MACE
Multi-Annotator Competence Estimation tool
Install / Use
/learn @dirkhovy/MACEREADME
MACE: Multi-Annotator Competence Estimation
Ask 5 people to label or rate something, and you likely get several different answers. But for ML (and lots of other applications), you usually need a single aggregated answer. Using the majority vote is easy… but often wrong. However, disagreement isn’t noise–it’s information. It can mean the item is genuinely hard, or that someone wasn’t paying attention.

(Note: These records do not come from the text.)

//! Key name iteration.
//!
//! A stateful cursor over a decoded tree's names, filtered by attribute
//! flags and/or namespace. The tree is structurally immutable after
//! decode, so cursor positions stay valid for the handle's lifetime.

use grib_common::KeyFlags;

use crate::accessor::{Accessor, AccessorTree};

#[derive(Debug, Clone, Copy, PartialEq, Eq)]
enum State {
    Created,
    Positioned(usize),
    Exhausted,
}

/// Iterator over the key names of a decoded message.
///
/// Drive it with [`next_key`](Self::next_key)/[`name`](Self::name), or
/// use the [`Iterator`] impl to get names directly.
pub struct KeysIterator<'h> {
    tree: &'h AccessorTree,
    filter: KeyFlags,
    namespace: Option<String>,
    state: State,
}

impl<'h> KeysIterator<'h> {
    pub(crate) fn new(tree: &'h AccessorTree, filter: KeyFlags, namespace: Option<&str>) -> Self {
        Self {
            tree,
            filter,
            namespace: namespace.map(str::to_string),
            state: State::Created,
        }
    }

    /// Advance to the next entry passing both filters. Returns false
    /// once exhausted, and stays exhausted on further calls.
    pub fn next_key(&mut self) -> bool {
        let start = match self.state {
            State::Created => 0,
            State::Positioned(i) => i + 1,
            State::Exhausted => return false,
        };

        for i in start..self.tree.len() {
            if self.matches(&self.tree.entries()[i]) {
                self.state = State::Positioned(i);
                return true;
            }
        }

        self.state = State::Exhausted;
        false
    }

    /// The current key name; only valid while positioned on an entry.
    pub fn name(&self) -> Option<&'h str> {
        match self.state {
            State::Positioned(i) => Some(&self.tree.entries()[i].name),
            _ => None,
        }
    }

    fn matches(&self, entry: &Accessor) -> bool {
        if !entry.flags.passes(self.filter) {
            return false;
        }
        match &self.namespace {
            Some(ns) => entry.namespace.as_deref() == Some(ns.as_str()),
            None => true,
        }
    }
}

impl<'h> Iterator for KeysIterator<'h> {
    type Item = &'h str;

    fn next(&mut self) -> Option<Self::Item> {
        if self.next_key() {
            self.name()
        } else {
            None
        }
    }
}
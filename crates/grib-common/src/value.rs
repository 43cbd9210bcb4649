//! Typed key values.
//!
//! Every key reachable on a message handle or stored in an index
//! dictionary carries one of these values. Kinds are determined at
//! runtime by the decode schema, so the value is a tagged union rather
//! than a per-key generated type.

use serde::Serialize;
use std::fmt;

/// Sentinel surfaced for missing long values in flat typed output.
pub const MISSING_LONG: i64 = i64::MAX;

/// Sentinel surfaced for missing double values in flat typed output.
pub const MISSING_DOUBLE: f64 = 9999.0;

/// The native or declared type of a key.
#[derive(Debug, Clone, Copy, PartialEq, Eq, Serialize)]
#[serde(rename_all = "lowercase")]
pub enum ValueKind {
    Long,
    Double,
    String,
    Bytes,
}

impl ValueKind {
    pub fn as_str(&self) -> &'static str {
        match self {
            ValueKind::Long => "long",
            ValueKind::Double => "double",
            ValueKind::String => "string",
            ValueKind::Bytes => "bytes",
        }
    }

    /// Parse a key type suffix as used in index key lists
    /// (`level:l`, `shortName:s`). `l` and `i` both mean long.
    pub fn from_suffix(suffix: &str) -> Option<ValueKind> {
        match suffix {
            "l" | "i" => Some(ValueKind::Long),
            "d" => Some(ValueKind::Double),
            "s" => Some(ValueKind::String),
            _ => None,
        }
    }
}

impl fmt::Display for ValueKind {
    fn fmt(&self, f: &mut fmt::Formatter<'_>) -> fmt::Result {
        f.write_str(self.as_str())
    }
}

/// A typed key value, scalar or array, with a kind-carrying missing
/// sentinel.
///
/// A `Missing` value never compares equal to any real value, so
/// dictionary deduplication keeps missing entries separate from
/// legitimate data.
#[derive(Debug, Clone, Serialize)]
#[serde(untagged)]
pub enum Value {
    Long(i64),
    Double(f64),
    String(String),
    Bytes(Vec<u8>),
    LongArray(Vec<i64>),
    DoubleArray(Vec<f64>),
    StringArray(Vec<String>),
    Missing(ValueKind),
}

impl Value {
    /// The element kind of this value (arrays report their element kind,
    /// missing values report the kind they stand in for).
    pub fn kind(&self) -> ValueKind {
        match self {
            Value::Long(_) | Value::LongArray(_) => ValueKind::Long,
            Value::Double(_) | Value::DoubleArray(_) => ValueKind::Double,
            Value::String(_) | Value::StringArray(_) => ValueKind::String,
            Value::Bytes(_) => ValueKind::Bytes,
            Value::Missing(k) => *k,
        }
    }

    pub fn is_missing(&self) -> bool {
        matches!(self, Value::Missing(_))
    }

    pub fn is_array(&self) -> bool {
        matches!(
            self,
            Value::LongArray(_) | Value::DoubleArray(_) | Value::StringArray(_)
        )
    }

    /// Number of elements carried: 1 for scalars, the array length for
    /// arrays, 0 for missing.
    pub fn element_count(&self) -> usize {
        match self {
            Value::LongArray(v) => v.len(),
            Value::DoubleArray(v) => v.len(),
            Value::StringArray(v) => v.len(),
            Value::Missing(_) => 0,
            _ => 1,
        }
    }

    /// Coerce to a long. Doubles truncate toward zero (lossy); strings
    /// are parsed. Returns `None` when the conversion is undefined:
    /// non-numeric strings, bytes, missing values, and arrays with more
    /// than one element.
    pub fn as_long(&self) -> Option<i64> {
        match self {
            Value::Long(v) => Some(*v),
            Value::Double(v) if v.is_finite() => Some(*v as i64),
            Value::String(s) => {
                let s = s.trim();
                s.parse::<i64>()
                    .ok()
                    .or_else(|| s.parse::<f64>().ok().filter(|v| v.is_finite()).map(|v| v as i64))
            }
            Value::LongArray(v) if v.len() == 1 => Some(v[0]),
            Value::DoubleArray(v) if v.len() == 1 && v[0].is_finite() => Some(v[0] as i64),
            _ => None,
        }
    }

    /// Coerce to a double. Longs convert exactly for magnitudes below
    /// 2^53; strings are parsed.
    pub fn as_double(&self) -> Option<f64> {
        match self {
            Value::Long(v) => Some(*v as f64),
            Value::Double(v) => Some(*v),
            Value::String(s) => s.trim().parse::<f64>().ok(),
            Value::LongArray(v) if v.len() == 1 => Some(v[0] as f64),
            Value::DoubleArray(v) if v.len() == 1 => Some(v[0]),
            _ => None,
        }
    }

    /// Coerce to a string. Numerics format canonically (`42`, `850.5`).
    pub fn as_string(&self) -> Option<String> {
        match self {
            Value::Long(v) => Some(v.to_string()),
            Value::Double(v) => Some(v.to_string()),
            Value::String(s) => Some(s.clone()),
            Value::LongArray(v) if v.len() == 1 => Some(v[0].to_string()),
            Value::DoubleArray(v) if v.len() == 1 => Some(v[0].to_string()),
            Value::StringArray(v) if v.len() == 1 => Some(v[0].clone()),
            _ => None,
        }
    }

    pub fn as_bytes(&self) -> Option<&[u8]> {
        match self {
            Value::Bytes(b) => Some(b),
            _ => None,
        }
    }
}

impl fmt::Display for Value {
    fn fmt(&self, f: &mut fmt::Formatter<'_>) -> fmt::Result {
        match self {
            Value::Long(v) => write!(f, "{}", v),
            Value::Double(v) => write!(f, "{}", v),
            Value::String(s) => f.write_str(s),
            Value::Bytes(b) => write!(f, "<{} bytes>", b.len()),
            Value::LongArray(v) => write!(f, "<{} longs>", v.len()),
            Value::DoubleArray(v) => write!(f, "<{} doubles>", v.len()),
            Value::StringArray(v) => write!(f, "<{} strings>", v.len()),
            Value::Missing(k) => write!(f, "<missing {}>", k),
        }
    }
}

// Doubles compare by bit pattern so Value is usable as a dictionary
// entry without ordering hacks. Missing equals only missing of the
// same kind, never a real value.
impl PartialEq for Value {
    fn eq(&self, other: &Self) -> bool {
        match (self, other) {
            (Value::Long(a), Value::Long(b)) => a == b,
            (Value::Double(a), Value::Double(b)) => a.to_bits() == b.to_bits(),
            (Value::String(a), Value::String(b)) => a == b,
            (Value::Bytes(a), Value::Bytes(b)) => a == b,
            (Value::LongArray(a), Value::LongArray(b)) => a == b,
            (Value::DoubleArray(a), Value::DoubleArray(b)) => {
                a.len() == b.len()
                    && a.iter().zip(b.iter()).all(|(x, y)| x.to_bits() == y.to_bits())
            }
            (Value::StringArray(a), Value::StringArray(b)) => a == b,
            (Value::Missing(a), Value::Missing(b)) => a == b,
            _ => false,
        }
    }
}

impl Eq for Value {}

#[cfg(test)]
mod tests {
    use super::*;

    #[test]
    fn test_long_to_double_exact() {
        assert_eq!(Value::Long(850).as_double(), Some(850.0));
    }

    #[test]
    fn test_double_to_long_truncates() {
        assert_eq!(Value::Double(2.9).as_long(), Some(2));
        assert_eq!(Value::Double(-2.9).as_long(), Some(-2));
        assert_eq!(Value::Double(f64::NAN).as_long(), None);
    }

    #[test]
    fn test_numeric_to_string() {
        assert_eq!(Value::Long(42).as_string().as_deref(), Some("42"));
        assert_eq!(Value::Double(0.5).as_string().as_deref(), Some("0.5"));
    }

    #[test]
    fn test_string_to_numeric() {
        assert_eq!(Value::String("850".into()).as_long(), Some(850));
        assert_eq!(Value::String(" 850.5 ".into()).as_double(), Some(850.5));
        assert_eq!(Value::String("not a number".into()).as_long(), None);
        assert_eq!(Value::String("t".into()).as_double(), None);
    }

    #[test]
    fn test_missing_never_equals_real() {
        assert_ne!(Value::Missing(ValueKind::Long), Value::Long(0));
        assert_ne!(Value::Missing(ValueKind::Double), Value::Double(0.0));
        assert_eq!(
            Value::Missing(ValueKind::Long),
            Value::Missing(ValueKind::Long)
        );
        assert_ne!(
            Value::Missing(ValueKind::Long),
            Value::Missing(ValueKind::Double)
        );
    }

    #[test]
    fn test_missing_coerces_to_nothing() {
        let m = Value::Missing(ValueKind::Long);
        assert_eq!(m.as_long(), None);
        assert_eq!(m.as_double(), None);
        assert_eq!(m.as_string(), None);
    }

    #[test]
    fn test_double_equality_by_bits() {
        assert_eq!(Value::Double(850.0), Value::Double(850.0));
        assert_ne!(Value::Double(0.0), Value::Double(-0.0));
        // NaN is equal to itself under bit equality, so it can live in a
        // dictionary.
        assert_eq!(Value::Double(f64::NAN), Value::Double(f64::NAN));
    }

    #[test]
    fn test_single_element_array_coerces() {
        assert_eq!(Value::LongArray(vec![7]).as_long(), Some(7));
        assert_eq!(Value::DoubleArray(vec![1.5, 2.5]).as_double(), None);
    }

    #[test]
    fn test_kind_suffix_parsing() {
        assert_eq!(ValueKind::from_suffix("l"), Some(ValueKind::Long));
        assert_eq!(ValueKind::from_suffix("i"), Some(ValueKind::Long));
        assert_eq!(ValueKind::from_suffix("d"), Some(ValueKind::Double));
        assert_eq!(ValueKind::from_suffix("s"), Some(ValueKind::String));
        assert_eq!(ValueKind::from_suffix("x"), None);
    }

    #[test]
    fn test_element_count() {
        assert_eq!(Value::Long(1).element_count(), 1);
        assert_eq!(Value::DoubleArray(vec![1.0, 2.0, 3.0]).element_count(), 3);
        assert_eq!(Value::Missing(ValueKind::Double).element_count(), 0);
    }
}
//! File-backed keyed index over message collections.
//!
//! An [`Index`] scans a file of messages once, extracting a fixed set of
//! typed keys per message into per-key dictionaries plus rows of
//! dictionary ordinals and message byte locations. Consumers then
//! select one value per key and enumerate fresh
//! [`grib_message::MessageHandle`]s for every matching message, in file
//! order. Indexes persist to a compact versioned binary file
//! independent of the original message file.

pub mod codec;
pub mod index;

pub use index::{Handles, Index, KeySpec};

MACE is an Expectation-Maximization (EM)-based algorithm that uses variational inference with Bayesian priors to simultaneously:
- Learn the most likely aggregate labels for items from multiple annotators
- Estimate the competence (reliability) of each annotator
- Model how difficult each item is
It models annotators as either "knowing" the correct answer or "guessing" according to some strategy. (That assumes there is one correct answer. In pluralistic cases, where several answers can be correct, try setting beta > alpha and output distributions.)
Features
- ✅ Supports discrete categorical labels (default) and continuous numeric values
- ✅ Can incorporate control items (known ground truth) for semi-supervised learning
- ✅ Allows specifying label priors (if known)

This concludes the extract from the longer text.